Page 81 - Sorrow of the Earth: Buffalo Bill, Sitting Bull and the Tragedy of Show Business
P. 81
SNOW IS THE MOST BEAUTIFUL THING in the world. A snowflake is a cluster of
crystals, like a diamond, but diamond is one of the hardest materials found on
the planet. Hercules’s helmet, Kronos’s scythe and Prometheus’s chains were
all hewn from diamond. A snowflake, by contrast, is extremely fragile.
There’s nothing more fragile or more beautiful than a snowflake. Like all
creatures, it exists in multiple forms. And so, while the Wild West Show was
touring the world and reaching the peak of its fame, and while the last of the
Indian tribes, now decimated, were being herded into overcrowded reserves,
Wilson Alwyn Bentley was growing up quietly in Jericho, Vermont. As a
teenager he roamed the countryside, climbed the hills and moseyed about
among the maples. He thinks he can read tree bark. As he listens to the
buzzing of flies, he can hear talk. When winter comes, he spends all his time
outside; as soon as he gets in from school, and has eaten a good slice of pie,
he’s off trekking, like all Yankees in Vermont. But he never goes very far, he
slashes along the paths that take him to the immensity of tiny things. His
mother is a schoolteacher. She bought him an old microscope, and every day
he takes it out of its pretty pyramid-base box. He sets it up, slides open the
tray and places a glass-and-bone plate on the flat surface. Very delicately, the
tweezers tear a scrap of snow from the window ledge. It’s there on the plate.

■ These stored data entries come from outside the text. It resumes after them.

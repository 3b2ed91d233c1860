use super::key_value::{self, KeyValue};
use serde::{Deserialize, Serialize};

/// Request body, tagged on the wire by `type`.
#[derive(Debug, Clone, PartialEq, Eq, Default, Serialize, Deserialize)]
#[serde(tag = "type")]
pub enum Body {
    #[default]
    #[serde(rename = "none")]
    None,
    #[serde(rename = "json")]
    Json {
        #[serde(default)]
        content: String,
    },
    #[serde(rename = "raw")]
    Raw {
        #[serde(default)]
        content: String,
    },
    #[serde(rename = "form-data")]
    FormData {
        #[serde(rename = "formData", default)]
        form_data: Vec<KeyValue>,
    },
    #[serde(rename = "x-www-form-urlencoded")]
    UrlEncoded {
        #[serde(rename = "formData", default)]
        form_data: Vec<KeyValue>,
    },
}

/// Body discriminant without its payload.
#[derive(Debug, Clone, Copy, PartialEq, Eq)]
pub enum BodyType {
    None,
    Json,
    Raw,
    FormData,
    UrlEncoded,
}

impl BodyType {
    pub fn parse(s: &str) -> Option<Self> {
        match s {
            "none" => Some(Self::None),
            "json" => Some(Self::Json),
            "raw" => Some(Self::Raw),
            "form-data" => Some(Self::FormData),
            "x-www-form-urlencoded" => Some(Self::UrlEncoded),
            _ => None,
        }
    }

    pub fn as_str(&self) -> &'static str {
        match self {
            Self::None => "none",
            Self::Json => "json",
            Self::Raw => "raw",
            Self::FormData => "form-data",
            Self::UrlEncoded => "x-www-form-urlencoded",
        }
    }
}

impl Body {
    pub fn body_type(&self) -> BodyType {
        match self {
            Body::None => BodyType::None,
            Body::Json { .. } => BodyType::Json,
            Body::Raw { .. } => BodyType::Raw,
            Body::FormData { .. } => BodyType::FormData,
            Body::UrlEncoded { .. } => BodyType::UrlEncoded,
        }
    }

    pub fn content(&self) -> Option<&str> {
        match self {
            Body::Json { content } | Body::Raw { content } => Some(content),
            _ => None,
        }
    }

    pub fn form_data(&self) -> Option<&[KeyValue]> {
        match self {
            Body::FormData { form_data } | Body::UrlEncoded { form_data } => Some(form_data),
            _ => None,
        }
    }

    pub(crate) fn form_data_mut(&mut self) -> Option<&mut Vec<KeyValue>> {
        match self {
            Body::FormData { form_data } | Body::UrlEncoded { form_data } => Some(form_data),
            _ => None,
        }
    }

    pub fn enabled_form_data(&self) -> impl Iterator<Item = &KeyValue> {
        key_value::enabled(self.form_data().unwrap_or(&[]))
    }

    /// Content type implied by the body variant, set before user headers.
    pub fn default_content_type(&self) -> Option<&'static str> {
        match self {
            Body::None => None,
            Body::Json { .. } => Some("application/json"),
            Body::Raw { .. } => Some("text/plain"),
            // multipart boundaries are chosen by the HTTP client
            Body::FormData { .. } => None,
            Body::UrlEncoded { .. } => Some("application/x-www-form-urlencoded"),
        }
    }

    /// Switches variant, carrying content text or form rows over when the
    /// new variant has room for them.
    pub fn with_type(self, body_type: BodyType) -> Body {
        let content = self.content().map(str::to_string).unwrap_or_default();
        let form_data = self.form_data().map(<[_]>::to_vec).unwrap_or_default();
        match body_type {
            BodyType::None => Body::None,
            BodyType::Json => Body::Json { content },
            BodyType::Raw => Body::Raw { content },
            BodyType::FormData => Body::FormData { form_data },
            BodyType::UrlEncoded => Body::UrlEncoded { form_data },
        }
    }

    /// Serializes enabled rows as `application/x-www-form-urlencoded`.
    pub fn url_encoded(&self) -> String {
        let mut serializer = url::form_urlencoded::Serializer::new(String::new());
        for (key, value) in key_value::wire_pairs(self.form_data().unwrap_or(&[])) {
            serializer.append_pair(key, value);
        }
        serializer.finish()
    }

    pub(crate) fn map_strings(self, f: impl Fn(&str) -> String) -> Self {
        let map_rows = |rows: Vec<KeyValue>| -> Vec<KeyValue> {
            rows.into_iter()
                .map(|row| {
                    if row.enabled {
                        KeyValue {
                            key: f(&row.key),
                            value: f(&row.value),
                            ..row
                        }
                    } else {
                        row
                    }
                })
                .collect()
        };
        match self {
            Body::None => Body::None,
            Body::Json { content } => Body::Json {
                content: f(&content),
            },
            Body::Raw { content } => Body::Raw {
                content: f(&content),
            },
            Body::FormData { form_data } => Body::FormData {
                form_data: map_rows(form_data),
            },
            Body::UrlEncoded { form_data } => Body::UrlEncoded {
                form_data: map_rows(form_data),
            },
        }
    }
}

#[cfg(test)]
mod tests {
    use super::*;

    #[test]
    fn test_wire_format() {
        let body: Body =
            serde_json::from_str(r#"{"type":"json","content":"{\"a\":1}","formData":[]}"#)
                .unwrap();
        assert_eq!(
            body,
            Body::Json {
                content: r#"{"a":1}"#.into()
            }
        );

        let body: Body = serde_json::from_str(
            r#"{"type":"x-www-form-urlencoded","content":"","formData":[{"id":"1","key":"a","value":"b","enabled":true}]}"#,
        )
        .unwrap();
        assert_eq!(body.body_type(), BodyType::UrlEncoded);
        assert_eq!(body.form_data().map(<[_]>::len), Some(1));
    }

    #[test]
    fn test_url_encoded_skips_disabled_rows() {
        let body = Body::UrlEncoded {
            form_data: vec![
                KeyValue::new("name", "Ada Lovelace"),
                KeyValue::new("skip", "me").disabled(),
                KeyValue::new("lang", "en&fr"),
            ],
        };
        assert_eq!(body.url_encoded(), "name=Ada+Lovelace&lang=en%26fr");
    }

    #[test]
    fn test_with_type_keeps_compatible_payload() {
        let body = Body::Json {
            content: "hello".into(),
        };
        assert_eq!(
            body.clone().with_type(BodyType::Raw),
            Body::Raw {
                content: "hello".into()
            }
        );
        assert_eq!(
            body.with_type(BodyType::FormData),
            Body::FormData { form_data: vec![] }
        );

        let rows = vec![KeyValue::new("a", "1")];
        let body = Body::FormData {
            form_data: rows.clone(),
        };
        assert_eq!(
            body.with_type(BodyType::UrlEncoded),
            Body::UrlEncoded { form_data: rows }
        );
    }

    #[test]
    fn test_default_content_types() {
        assert_eq!(Body::None.default_content_type(), None);
        assert_eq!(
            Body::Raw {
                content: String::new()
            }
            .default_content_type(),
            Some("text/plain")
        );
        assert_eq!(
            Body::FormData { form_data: vec![] }.default_content_type(),
            None
        );
    }

    #[test]
    fn test_body_type_parse() {
        assert_eq!(BodyType::parse("form-data"), Some(BodyType::FormData));
        assert_eq!(BodyType::parse("xml"), None);
    }
}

Little Wilson bends over the lens, and he can see. Wilson, the farmer’s son,
the yokel from Vermont, can see. The white stub slowly melts on its glass
plate. Wilson looks as long as he can. He’s fifteen years old.
For five years, he observes everything nature offers him: pine-cone scales,
acorns, leaves, seeds, pebbles, petals, feathers, everything. Wilson wants to
see it all. He’s drawn to anything small, as if the world were more beautiful in
that form, humbler, more delicate, but also more abundant, stranger, and also
vaster, as if there were some kind of sorcery in the imperceptible, and as if
another world, at once minuscule but in reality vast, mind-bogglingly
enormous, were hidden there on a different scale. It makes Wilson feel giddy.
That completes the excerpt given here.